Rebekah: The little girl with a big vision

Sport
While most kids her age are struggling to write their names at school, seven-year-old Rebekah Oberholzer is already a world champion in BMX racing.

While most kids her age are struggling to write their names at school, seven-year-old Rebekah Oberholzer is already a world champion in BMX racing, let alone writing her own piece of history by becoming the youngest ever Junior Sports Woman of the Year in 2014.

BY MUNYARADZI MADZOKERE

As young as she is, she has a trophy cabinet filled with at least 50 medals. She has clearly developed an insatiable appetite for world titles in her budding career.

Following her crowning moment at the UCI BMX World Championships in the girls 5-7 years category in Rotterdam, Netherlands last July, Oberholzer does not only seek to retain her coveted crown this July in Belgium, but she wants to keep it for the next seven years.

“This year I want to win the world title again and I think it very possible,” she told Standardsport during an enthralling interview on the sidelines of a practice session at the BMX Club in Harare last week.

Rebekah was in company of her elder brother Ben (9), a national and intercontinental champion who she always practices with, as well as trainer Tawanda Marova and mother Samantha.

Asked how many world championships she hopes to win Becky who seemed unperturbed talking to a journalist regardless her tender age posed for thought.

“How many mom?” looking at her mom beseechingly who in turn distanced herself from the discussion.

“About seven, I do not want to lose at any World Championship before I am fourteen so at least seven,” she said.

No one can ever be sure how seven-year-olds pick their best moments in a career, but Oberholzer’s favourite victory is astoundingly not the obvious one.

“My favourite victory in BMX so far was my first national,” she pointed out much to her mother’s astonishment. “Becky [Rebekah], even better than the World championships?” Samantha interjected.

Remarkably, she was four-years-old when she won her maiden national title.

“It’s like I had not been into BMX for a long time. I did not know what to expect because I was racing against boys and I actually thought they were going beat me and I was very surprised when I won. So it was better than the world championship,” she defended her position.

While Oberholzer is basking in the glory of her success, she does not forget the person whom she believes is the reason why she has achieved so much thus far in so little time.

That person she looks up to locally is a person she has had the most fights with, probably her biggest ever rival in her young life and none other than her brother Ben.

She only had to point across the interview table answering a question about her BMX hero locally who in turn flushed at such honor coming for the unlikeliest of sources.

“He is the reason I am here,” she said.

Chipping in with valuable tips, Ben, according to Oberholzer, is the reason why she is able to compete against boys of her age and beat them and for his troubles, she promised to teach him how to glitter a helmet so that he looks better on the track.
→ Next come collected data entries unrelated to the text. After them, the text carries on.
//! Sales order fixtures and database helpers.
//!
//! A sales order (`sales_order`) owns its lines (`sales_order_detail`)
//! through the shared `order_id` business code, and moves through the
//! status lifecycle returned by [`sales_order_events`].

use recordkit_core::{
    after_every_event, AfterEventHook, Association, AuditFields, Config, Database, EngineError,
    EngineResult, Entity, Hooks, MemoryAuditSink, Model, RequestScope, SearchField, SearchSpec,
    Transition,
};
use recordkit_store::InMemoryStore;
use serde::{Deserialize, Serialize};
use std::sync::Arc;

/// Status: drafted.
pub const STATUS_DRAFT: i64 = 0;
/// Status: confirmed.
pub const STATUS_CONFIRMED: i64 = 1;
/// Status: partly delivered.
pub const STATUS_PART_DELIVERED: i64 = 2;
/// Status: fully delivered.
pub const STATUS_DELIVERED: i64 = 3;
/// Status: signed for.
pub const STATUS_SIGNED: i64 = 4;
/// Status: receipt returned.
pub const STATUS_RECEIPTED: i64 = 5;
/// Status: goods returned.
pub const STATUS_RETURNED: i64 = 6;

/// The order lines association.
pub const SALES_ORDER_DETAILS: Association = Association::new(
    "sales_order_details",
    SalesOrderDetail::TABLE,
    "order_id",
    "order_id",
);

/// A sales order header.
#[derive(Debug, Clone, Default, PartialEq, Serialize, Deserialize)]
pub struct SalesOrder {
    /// Identifier and auditing columns.
    #[serde(flatten)]
    pub audit: AuditFields,
    /// Business code.
    #[serde(default)]
    pub order_id: String,
    /// Lifecycle status, see the `STATUS_*` constants.
    #[serde(default)]
    pub status: i64,
    /// Customer name.
    #[serde(default)]
    pub customer_name: String,
    /// Delivery address.
    #[serde(default)]
    pub address: String,
    /// Order lines.
    #[serde(default)]
    pub sales_order_details: Vec<SalesOrderDetail>,
}

impl Entity for SalesOrder {
    const TABLE: &'static str = "sales_order";

    fn audit(&self) -> &AuditFields {
        &self.audit
    }

    fn audit_mut(&mut self) -> &mut AuditFields {
        &mut self.audit
    }

    fn associations() -> &'static [Association] {
        &[SALES_ORDER_DETAILS]
    }

    fn validate(&self) -> EngineResult<()> {
        if self.order_id.trim().is_empty() {
            return Err(EngineError::validation(Self::TABLE, "order_id is required"));
        }
        if self.customer_name.chars().count() > 100 {
            return Err(EngineError::validation(
                Self::TABLE,
                format!("customer_name {:?} is longer than 100 characters", self.customer_name),
            ));
        }
        Ok(())
    }

    fn repair(&mut self) -> EngineResult<()> {
        self.order_id = self.order_id.trim().to_string();
        self.customer_name = self.customer_name.trim().to_string();
        Ok(())
    }

    fn complete(&mut self) -> EngineResult<()> {
        for line in &mut self.sales_order_details {
            line.order_id.clone_from(&self.order_id);
        }
        Ok(())
    }
}

/// One sales order line.
#[derive(Debug, Clone, Default, PartialEq, Serialize, Deserialize)]
pub struct SalesOrderDetail {
    /// Identifier and auditing columns.
    #[serde(flatten)]
    pub audit: AuditFields,
    /// Owning order's business code.
    #[serde(default)]
    pub order_id: String,
    /// SKU code.
    #[serde(default)]
    pub sku_code: String,
    /// Product name.
    #[serde(default)]
    pub product_name: String,
    /// Brand.
    #[serde(default)]
    pub brand_name: String,
    /// Model type.
    #[serde(default)]
    pub model_type: String,
    /// Ordered quantity.
    #[serde(default)]
    pub order_quantity: f64,
}

impl Entity for SalesOrderDetail {
    const TABLE: &'static str = "sales_order_detail";

    fn audit(&self) -> &AuditFields {
        &self.audit
    }

    fn audit_mut(&mut self) -> &mut AuditFields {
        &mut self.audit
    }
}

/// Payload of a create request.
#[derive(Debug, Clone, Default, Serialize, Deserialize)]
pub struct CreateSalesOrder {
    /// Business code.
    pub order_id: String,
    /// Customer name.
    pub customer_name: String,
    /// Delivery address.
    pub address: String,
    /// Order lines.
    pub sales_order_details: Vec<CreateSalesOrderDetail>,
}

/// A line in a create request.
#[derive(Debug, Clone, Default, Serialize, Deserialize)]
pub struct CreateSalesOrderDetail {
    /// SKU code.
    pub sku_code: String,
    /// Product name.
    pub product_name: String,
    /// Ordered quantity.
    pub order_quantity: f64,
}

/// Payload of an update request; absent fields keep their value.
#[derive(Debug, Clone, Default, Serialize, Deserialize)]
pub struct UpdateSalesOrder {
    /// Customer name.
    pub customer_name: Option<String>,
    /// Delivery address.
    pub address: Option<String>,
}

/// A list request.
#[derive(Debug, Clone, Default, Serialize, Deserialize)]
pub struct SearchSalesOrder {
    /// Exact identifier.
    pub id: u64,
    /// 1-based page.
    pub page: u64,
    /// Rows per page.
    pub page_size: u64,
    /// Creation time range, `[from, to]`.
    pub created_at: Vec<String>,
    /// Exact business code.
    pub order_id: String,
    /// Exact customer name.
    pub customer_name: String,
    /// Customer name substring.
    pub customer_name_like: String,
    /// Exact address.
    pub address: String,
}

impl SearchSpec for SearchSalesOrder {
    fn search_fields(&self) -> Vec<SearchField> {
        let table = SalesOrder::TABLE;
        vec![
            SearchField::eq(table, "id", self.id),
            SearchField::page(self.page),
            SearchField::page_size(self.page_size),
            SearchField::between(table, "created_at", self.created_at.clone()),
            SearchField::eq(table, "order_id", self.order_id.clone()),
            SearchField::eq(table, "customer_name", self.customer_name.clone()),
            SearchField::like(table, "customer_name", self.customer_name_like.clone()),
            SearchField::eq(table, "address", self.address.clone()),
        ]
    }
}

/// The sales order lifecycle.
///
/// | event          | from      | to |
/// |----------------|-----------|----|
/// | `confirm`      | 0         | 1  |
/// | `partDelivery` | 1, 2      | 2  |
/// | `allDelivery`  | 1, 2      | 3  |
/// | `signFor`      | 3         | 4  |
/// | `back`         | 4         | 5  |
/// | `returnGoods`  | 4, 5      | 6  |
#[must_use]
pub fn sales_order_events() -> Vec<Transition> {
    vec![
        Transition::new([STATUS_DRAFT], "confirm", STATUS_CONFIRMED),
        Transition::new(
            [STATUS_CONFIRMED, STATUS_PART_DELIVERED],
            "partDelivery",
            STATUS_PART_DELIVERED,
        ),
        Transition::new(
            [STATUS_CONFIRMED, STATUS_PART_DELIVERED],
            "allDelivery",
            STATUS_DELIVERED,
        ),
        Transition::new([STATUS_DELIVERED], "signFor", STATUS_SIGNED),
        Transition::new([STATUS_SIGNED], "back", STATUS_RECEIPTED),
        Transition::new([STATUS_SIGNED, STATUS_RECEIPTED], "returnGoods", STATUS_RETURNED),
    ]
}

/// Copies the destination state into [`SalesOrder::status`].
#[must_use]
pub fn status_hook() -> AfterEventHook<SalesOrder> {
    after_every_event(|order: &mut SalesOrder, event| {
        if let Ok(status) = event.destination.parse() {
            order.status = status;
        }
    })
}

/// Binds a sales order model with the lifecycle attached.
pub fn sales_order_model(scope: &Arc<RequestScope>, order: SalesOrder) -> Model<SalesOrder> {
    let status = order.status;
    let mut model = Model::new(scope, order);
    model
        .init_state_machine(status, sales_order_events(), status_hook(), Hooks::new())
        .expect("freshly bound entity is registered");
    model
}

/// A sales order with `lines` generated lines.
#[must_use]
pub fn sample_order(order_id: &str, customer_name: &str, lines: usize) -> SalesOrder {
    SalesOrder {
        order_id: order_id.to_string(),
        customer_name: customer_name.to_string(),
        address: "1 Harbour Road".to_string(),
        sales_order_details: (1..=lines)
            .map(|n| SalesOrderDetail {
                sku_code: format!("SKU{n:03}"),
                product_name: format!("Product {n}"),
                order_quantity: n as f64,
                ..SalesOrderDetail::default()
            })
            .collect(),
        ..SalesOrder::default()
    }
}

/// An in-memory database that records audit entries.
pub struct TestDatabase {
    /// The database handle.
    pub db: Database,
    /// The backing store, for direct inspection.
    pub store: InMemoryStore,
    /// Every audit entry recorded so far.
    pub audit: Arc<MemoryAuditSink>,
}

impl TestDatabase {
    /// Creates a database with the default configuration.
    #[must_use]
    pub fn new() -> Self {
        Self::with_config(Config::default())
    }

    /// Creates a database with `config`.
    #[must_use]
    pub fn with_config(config: Config) -> Self {
        let store = InMemoryStore::new();
        let audit = Arc::new(MemoryAuditSink::new());
        let db = Database::open_with_config(store.clone(), config).with_audit_sink(audit.clone());
        Self { db, store, audit }
    }

    /// Opens a request acting as `u1` / `Alice`.
    #[must_use]
    pub fn scope(&self) -> Arc<RequestScope> {
        self.db.request().actor("u1", "Alice").build()
    }

    /// Opens a request acting as `id` / `name`.
    #[must_use]
    pub fn scope_as(&self, id: &str, name: &str) -> Arc<RequestScope> {
        self.db.request().actor(id, name).build()
    }

    /// Opens a request without an actor.
    #[must_use]
    pub fn anonymous_scope(&self) -> Arc<RequestScope> {
        self.db.request().build()
    }

    /// Creates `order` in its own request and returns the stored value.
    pub fn seed(&self, order: SalesOrder) -> SalesOrder {
        let scope = self.scope();
        Model::new(&scope, order).create().expect("seed order")
    }
}

impl Default for TestDatabase {
    fn default() -> Self {
        Self::new()
    }
}

impl std::ops::Deref for TestDatabase {
    type Target = Database;

    fn deref(&self) -> &Self::Target {
        &self.db
    }
}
It is remarkable for any girl to develop a passion for a grueling sport such as BMX racing.

For someone who sometimes does her homework at the tracks in between practice, where does the Chisipiti Jnr School Grade Three pupil get the determination to soldier on going even when the going gets tough?

“BMX is a very tiring sport but I manage because it’s just my thing,” she said.

For a mom like Samantha who was once a nationally acclaimed swimmer in her time, she would never have guessed that her only daughter would develop passion for such a masculine sport and better still become a world champion.

“She is a girl and you don’t really imagine your little coming into a male dominated sport especially here where there are very few girls. I thought she might get sick of it after a while but she really loves it very much,” said Samantha.

“I used to swim for Zimbabwe when I was young so I always thought that all my kids would become swimmers, I thought I would take them to swimming clubs but they got into this, they like swimming, they swim at school but BMX is their passion.

“She is also doing well at school. She won an academic prize last year as well as another one for general knowledge in her grade.” Oberholzer whose other love is dancing, says one day she would want to compete at the Youth Olympics as well as hoist the Zimbabwean flag at the summer Olympic Games.

She is set to compete at the European Cup early April, then proceed to the British national series, before having a go at World Championship in Heusden-Zolder, Belgium in July.

With the support of father Albert, Samantha, Ben and the whole of Zimbabwe, Oberholzer can go on to reclaim her world title.